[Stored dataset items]

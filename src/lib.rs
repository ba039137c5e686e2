pub mod arcball;
pub mod cli;
pub mod mesh;
pub mod renderer;
pub mod texture;

pub use arcball::Arcball;
pub use mesh::{cube, Vertex};
pub use renderer::CubeRenderer;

- **PROBLEM TO SOLVE**
Could the entries above be output once more, exactly as they are?

- **EXERCISE RESPONSE**
filename src/lib.rs
repository ba039137c5e686e2
pub mod arcball;
pub mod cli;
pub mod mesh;
pub mod renderer;
pub mod texture;

pub use arcball::Arcball;
pub use mesh::{cube, Vertex};
pub use renderer::CubeRenderer;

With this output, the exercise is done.